MATERIAL PROVIDED:
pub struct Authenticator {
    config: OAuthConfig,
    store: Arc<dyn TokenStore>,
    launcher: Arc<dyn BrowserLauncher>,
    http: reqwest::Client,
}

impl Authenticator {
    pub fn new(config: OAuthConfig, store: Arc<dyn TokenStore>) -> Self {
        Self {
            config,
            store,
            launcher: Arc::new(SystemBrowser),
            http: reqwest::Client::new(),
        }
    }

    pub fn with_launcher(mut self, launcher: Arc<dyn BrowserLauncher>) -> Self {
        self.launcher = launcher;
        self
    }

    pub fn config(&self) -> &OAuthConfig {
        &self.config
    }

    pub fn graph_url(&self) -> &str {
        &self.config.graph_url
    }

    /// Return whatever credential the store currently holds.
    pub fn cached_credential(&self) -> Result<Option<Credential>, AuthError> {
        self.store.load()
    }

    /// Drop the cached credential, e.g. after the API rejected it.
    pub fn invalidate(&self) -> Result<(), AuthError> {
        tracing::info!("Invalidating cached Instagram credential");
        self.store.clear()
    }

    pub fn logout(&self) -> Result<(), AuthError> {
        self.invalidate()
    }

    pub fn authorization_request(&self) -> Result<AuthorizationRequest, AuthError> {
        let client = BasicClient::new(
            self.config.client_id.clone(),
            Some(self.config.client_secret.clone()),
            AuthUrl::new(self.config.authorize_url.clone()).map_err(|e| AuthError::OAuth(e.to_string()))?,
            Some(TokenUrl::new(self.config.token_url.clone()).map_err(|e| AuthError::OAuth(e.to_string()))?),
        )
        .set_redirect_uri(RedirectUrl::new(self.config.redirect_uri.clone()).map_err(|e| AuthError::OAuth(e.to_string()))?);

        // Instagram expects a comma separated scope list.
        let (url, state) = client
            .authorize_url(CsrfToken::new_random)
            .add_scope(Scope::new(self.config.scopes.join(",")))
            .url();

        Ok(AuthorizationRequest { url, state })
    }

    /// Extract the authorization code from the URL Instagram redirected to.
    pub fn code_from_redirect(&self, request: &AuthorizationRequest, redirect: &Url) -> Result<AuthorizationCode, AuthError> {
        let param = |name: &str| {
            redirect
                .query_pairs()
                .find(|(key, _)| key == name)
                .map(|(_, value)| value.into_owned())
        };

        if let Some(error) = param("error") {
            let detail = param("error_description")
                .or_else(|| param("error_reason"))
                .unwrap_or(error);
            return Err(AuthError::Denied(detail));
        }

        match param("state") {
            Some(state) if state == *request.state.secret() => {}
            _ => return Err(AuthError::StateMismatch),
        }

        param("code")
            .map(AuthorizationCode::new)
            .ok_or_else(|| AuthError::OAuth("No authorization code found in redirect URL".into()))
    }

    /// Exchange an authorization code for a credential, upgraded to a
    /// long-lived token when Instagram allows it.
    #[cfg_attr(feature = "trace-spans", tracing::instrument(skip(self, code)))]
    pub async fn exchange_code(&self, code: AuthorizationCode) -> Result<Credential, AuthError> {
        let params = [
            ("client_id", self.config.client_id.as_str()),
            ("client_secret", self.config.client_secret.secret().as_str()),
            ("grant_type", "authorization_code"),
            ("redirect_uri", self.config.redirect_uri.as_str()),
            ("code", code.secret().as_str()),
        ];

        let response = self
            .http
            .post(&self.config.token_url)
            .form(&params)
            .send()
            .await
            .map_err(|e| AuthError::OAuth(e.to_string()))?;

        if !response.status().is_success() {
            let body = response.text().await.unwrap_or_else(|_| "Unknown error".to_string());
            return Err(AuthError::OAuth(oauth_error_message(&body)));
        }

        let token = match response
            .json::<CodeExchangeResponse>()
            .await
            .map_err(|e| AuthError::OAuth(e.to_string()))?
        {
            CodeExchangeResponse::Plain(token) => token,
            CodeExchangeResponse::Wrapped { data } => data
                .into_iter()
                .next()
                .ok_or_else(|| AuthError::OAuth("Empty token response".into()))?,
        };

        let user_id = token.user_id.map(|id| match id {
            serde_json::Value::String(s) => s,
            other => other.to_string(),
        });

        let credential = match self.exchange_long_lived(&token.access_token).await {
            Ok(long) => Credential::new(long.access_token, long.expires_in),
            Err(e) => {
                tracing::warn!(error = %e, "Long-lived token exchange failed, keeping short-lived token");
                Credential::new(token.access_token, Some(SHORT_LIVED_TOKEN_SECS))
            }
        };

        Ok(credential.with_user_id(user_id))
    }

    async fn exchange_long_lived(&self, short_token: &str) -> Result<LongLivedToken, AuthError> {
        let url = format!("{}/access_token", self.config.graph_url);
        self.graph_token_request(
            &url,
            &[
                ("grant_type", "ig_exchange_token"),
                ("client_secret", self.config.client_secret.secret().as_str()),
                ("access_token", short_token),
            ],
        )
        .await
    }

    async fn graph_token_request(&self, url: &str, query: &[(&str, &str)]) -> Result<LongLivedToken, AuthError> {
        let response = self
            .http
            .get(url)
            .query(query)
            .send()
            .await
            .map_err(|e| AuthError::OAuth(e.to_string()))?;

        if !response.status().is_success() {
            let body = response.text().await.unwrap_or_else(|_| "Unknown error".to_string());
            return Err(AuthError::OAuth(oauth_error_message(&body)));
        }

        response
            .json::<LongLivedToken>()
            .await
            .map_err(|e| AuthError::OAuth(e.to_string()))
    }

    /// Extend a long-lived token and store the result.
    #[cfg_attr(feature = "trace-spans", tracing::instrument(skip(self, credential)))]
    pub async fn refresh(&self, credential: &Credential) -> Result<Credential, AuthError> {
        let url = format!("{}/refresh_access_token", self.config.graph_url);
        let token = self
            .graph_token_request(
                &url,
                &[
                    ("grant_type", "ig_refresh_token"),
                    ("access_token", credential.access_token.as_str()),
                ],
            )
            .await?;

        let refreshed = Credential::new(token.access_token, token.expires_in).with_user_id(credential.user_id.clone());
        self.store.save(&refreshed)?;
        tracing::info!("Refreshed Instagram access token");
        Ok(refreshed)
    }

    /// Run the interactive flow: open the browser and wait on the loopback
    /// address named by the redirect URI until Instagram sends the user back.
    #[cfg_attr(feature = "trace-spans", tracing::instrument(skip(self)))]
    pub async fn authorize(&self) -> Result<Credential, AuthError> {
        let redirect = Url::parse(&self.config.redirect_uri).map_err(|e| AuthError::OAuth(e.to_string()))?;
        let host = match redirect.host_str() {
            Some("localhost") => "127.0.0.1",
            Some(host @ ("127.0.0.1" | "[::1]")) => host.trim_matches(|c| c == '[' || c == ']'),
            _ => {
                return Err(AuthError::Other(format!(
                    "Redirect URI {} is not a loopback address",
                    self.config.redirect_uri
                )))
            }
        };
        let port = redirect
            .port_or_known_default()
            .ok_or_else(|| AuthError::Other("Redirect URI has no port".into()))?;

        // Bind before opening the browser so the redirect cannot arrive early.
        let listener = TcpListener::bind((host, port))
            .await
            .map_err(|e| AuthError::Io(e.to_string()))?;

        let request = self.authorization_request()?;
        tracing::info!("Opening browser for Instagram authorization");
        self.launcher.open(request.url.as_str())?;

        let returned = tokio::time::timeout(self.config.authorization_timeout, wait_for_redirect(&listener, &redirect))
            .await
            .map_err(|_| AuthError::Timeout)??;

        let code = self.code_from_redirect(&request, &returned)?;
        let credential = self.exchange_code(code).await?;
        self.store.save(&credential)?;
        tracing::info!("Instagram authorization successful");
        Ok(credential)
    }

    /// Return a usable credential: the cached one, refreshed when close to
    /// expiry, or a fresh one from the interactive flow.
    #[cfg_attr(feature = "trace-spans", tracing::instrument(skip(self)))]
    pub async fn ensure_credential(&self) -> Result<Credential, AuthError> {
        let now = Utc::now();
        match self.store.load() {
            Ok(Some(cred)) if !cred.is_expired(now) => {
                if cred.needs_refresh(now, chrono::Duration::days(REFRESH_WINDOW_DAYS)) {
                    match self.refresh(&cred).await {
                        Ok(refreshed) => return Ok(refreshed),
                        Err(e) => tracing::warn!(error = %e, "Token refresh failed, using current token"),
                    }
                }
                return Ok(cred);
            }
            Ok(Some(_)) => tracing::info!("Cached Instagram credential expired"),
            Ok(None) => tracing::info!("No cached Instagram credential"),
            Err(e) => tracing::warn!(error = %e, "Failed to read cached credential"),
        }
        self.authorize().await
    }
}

TASK TO CARRY OUT: Tally the lines in the listing that contain the string "returned", then report that tally alone.

OUTPUT OF THE EXERCISE: 2